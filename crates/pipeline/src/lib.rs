//! Per-call analysis pipeline and batch orchestration.
//!
//! One [`CallPipeline`] instance runs transcribe → diarize → extract →
//! score → build strictly in sequence; every stage's output is the next
//! stage's sole input and nothing is shared between calls. Only the
//! transcription provider touches I/O. A call either yields a complete
//! [`AnalysisRecord`] or fails with a [`PipelineError`]; there is no
//! partial result to persist.

mod batch;
mod config;

pub use batch::{process_batch, BatchOutcome};
pub use config::{AnalysisConfig, ConfigError};

use std::path::Path;

use chrono::{DateTime, Utc};

use callscore_analysis::{classify_intent, extract_entities, extract_signals};
use callscore_asr::{
    create_provider, wav_duration_ms, ProviderError, TranscriptionProvider,
};
use callscore_diarization::assign_roles;
use callscore_record::{
    AnalysisRecord, IncompleteRecordError, RecordBuilder, SpeakerRole, TranscriptSegment,
};
use callscore_scoring::ScoringEngine;

/// Failure of a single call's pipeline. Aborts that call only; the batch
/// carries on.
#[derive(Debug, thiserror::Error)]
pub enum PipelineError {
    #[error(transparent)]
    Provider(#[from] ProviderError),
    #[error(transparent)]
    Record(#[from] IncompleteRecordError),
}

pub struct CallPipeline {
    config: AnalysisConfig,
    provider: Box<dyn TranscriptionProvider>,
}

impl CallPipeline {
    /// Validates the configuration and builds the selected provider.
    /// Failure here means nothing gets processed.
    pub fn new(config: AnalysisConfig) -> Result<Self, ConfigError> {
        config.validate()?;
        let provider =
            create_provider(config.use_api, &config.provider).map_err(|e| ConfigError::Invalid {
                field: "use_api",
                message: e.to_string(),
            })?;
        Ok(Self { config, provider })
    }

    pub fn config(&self) -> &AnalysisConfig {
        &self.config
    }

    pub fn provider_name(&self) -> &'static str {
        self.provider.name()
    }

    /// Analyzes one call, stamping the current time. Use
    /// [`process_call_at`](Self::process_call_at) when the record must be
    /// reproducible.
    pub fn process_call(&self, audio_ref: &str) -> Result<AnalysisRecord, PipelineError> {
        self.process_call_at(audio_ref, Utc::now())
    }

    /// Analyzes one call with an injected creation time, so reprocessing
    /// against a deterministic provider yields a byte-identical record.
    pub fn process_call_at(
        &self,
        audio_ref: &str,
        created_at: DateTime<Utc>,
    ) -> Result<AnalysisRecord, PipelineError> {
        let span = tracing::info_span!("process_call", audio_ref, provider = self.provider.name());
        let _guard = span.enter();

        let raw = self.provider.transcribe(audio_ref)?;
        let mut transcript: Vec<TranscriptSegment> = raw
            .into_iter()
            .map(|s| TranscriptSegment {
                start_ms: s.start_ms,
                end_ms: s.end_ms,
                speaker_role: SpeakerRole::Unknown,
                speaker_label: s.speaker,
                text: s.text,
            })
            .collect();
        tracing::debug!(segments = transcript.len(), "transcription complete");

        assign_roles(&mut transcript, &self.config.diarization);

        let signals = extract_signals(&transcript, &self.config.signals);
        let entities = extract_entities(&transcript);
        let intent = classify_intent(&transcript, &self.config.signals);
        let summary = ScoringEngine::score(&signals, &self.config.scoring);

        let duration_ms = wav_duration_ms(Path::new(audio_ref)).unwrap_or(0);
        let record = RecordBuilder::new(audio_ref, self.provider.name(), created_at)
            .call_duration_ms(duration_ms)
            .transcript(transcript)
            .signals(signals)
            .entities(entities)
            .intent(intent)
            .scores(summary)
            .build()?;

        tracing::info!(
            call_id = %record.call_id,
            intent = %record.intent,
            composite = record.composite_score,
            "analysis complete"
        );
        Ok(record)
    }
}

—————

THE PROBLEM: Some lines in the data above hold the string "AnalysisConfig". Find and copy each of them.

ANSWER:
pub use config::{AnalysisConfig, ConfigError};
    config: AnalysisConfig,
    pub fn new(config: AnalysisConfig) -> Result<Self, ConfigError> {
    pub fn config(&self) -> &AnalysisConfig {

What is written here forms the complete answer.